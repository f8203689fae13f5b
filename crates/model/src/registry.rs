use std::collections::BTreeMap;
use std::fs;
use std::path::Path;

use walkdir::WalkDir;

use crate::error::Result;
use crate::paths::relative_to_root;
use crate::team::Team;
use crate::TEAMS_DIR;

/// All teams known to a run, ordered lexicographically by definition path.
///
/// The ordering is load-bearing: the team-glob mapper consults teams in
/// registry order, so two teams with overlapping `owned_globs` resolve
/// deterministically.
#[derive(Debug, Clone, Default)]
pub struct TeamRegistry {
    teams: Vec<Team>,
}

impl TeamRegistry {
    /// Load every `*.yml` under `config/teams/`, recursively.
    pub fn load(root: &Path) -> Result<Self> {
        let teams_dir = root.join(TEAMS_DIR);
        let mut teams = Vec::new();

        if teams_dir.is_dir() {
            for entry in WalkDir::new(&teams_dir).sort_by_file_name() {
                let entry = entry.map_err(std::io::Error::from)?;
                if !entry.file_type().is_file() {
                    continue;
                }
                let is_yml = entry
                    .path()
                    .extension()
                    .is_some_and(|ext| ext == "yml" || ext == "yaml");
                if !is_yml {
                    continue;
                }

                let Some(source_path) = relative_to_root(root, entry.path()) else {
                    continue;
                };
                let contents = fs::read_to_string(entry.path())?;
                teams.push(Team::from_yaml(&source_path, &contents)?);
            }
        }

        log::debug!("Loaded {} team definitions", teams.len());
        Ok(Self::from_teams(teams))
    }

    pub fn from_teams(mut teams: Vec<Team>) -> Self {
        teams.sort_by(|a, b| a.source_path().cmp(b.source_path()));
        Self { teams }
    }

    pub fn find(&self, name: &str) -> Option<&Team> {
        self.teams.iter().find(|team| team.name() == name)
    }

    pub fn all(&self) -> &[Team] {
        &self.teams
    }

    /// Registered team names, sorted. Used for "did you mean" style errors.
    pub fn team_names(&self) -> Vec<&str> {
        let mut names: Vec<&str> = self.teams.iter().map(Team::name).collect();
        names.sort_unstable();
        names
    }

    /// Aggregate configuration problems: duplicate names, duplicate GitHub
    /// slugs, and (under `require_github_teams`) missing slugs. These are
    /// reported together rather than failing per-file resolution.
    pub fn validation_errors(&self, require_github_teams: bool) -> Vec<String> {
        let mut errors = Vec::new();

        let mut by_name: BTreeMap<&str, usize> = BTreeMap::new();
        for team in &self.teams {
            *by_name.entry(team.name()).or_default() += 1;
        }
        for (name, count) in by_name {
            if count > 1 {
                errors.push(format!("More than 1 definition for {name} found"));
            }
        }

        let mut by_slug: BTreeMap<&str, usize> = BTreeMap::new();
        for team in &self.teams {
            if let Some(slug) = team.github_team() {
                *by_slug.entry(slug).or_default() += 1;
            }
        }
        let duplicated_slugs: Vec<&str> = by_slug
            .into_iter()
            .filter(|(_, count)| *count > 1)
            .map(|(slug, _)| slug)
            .collect();
        if !duplicated_slugs.is_empty() {
            let mut message = String::from(
                "The following teams are specified multiple times:\n\
                 Each code team must have a unique GitHub team in order to write the CODEOWNERS file correctly.\n\n",
            );
            for slug in duplicated_slugs {
                message.push_str(slug);
                message.push('\n');
            }
            errors.push(message);
        }

        if require_github_teams {
            let mut missing: Vec<&str> = self
                .teams
                .iter()
                .filter(|team| team.github_team().is_none())
                .map(Team::source_path)
                .collect();
            missing.sort_unstable();
            if !missing.is_empty() {
                let mut message =
                    String::from("The following teams are missing `github.team` entries:\n\n");
                for path in missing {
                    message.push_str(path);
                    message.push('\n');
                }
                errors.push(message);
            }
        }

        errors
    }
}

Exercise instructions:
A single number is the answer: how many lines of the material above hold the word "following"?

Task answer:
2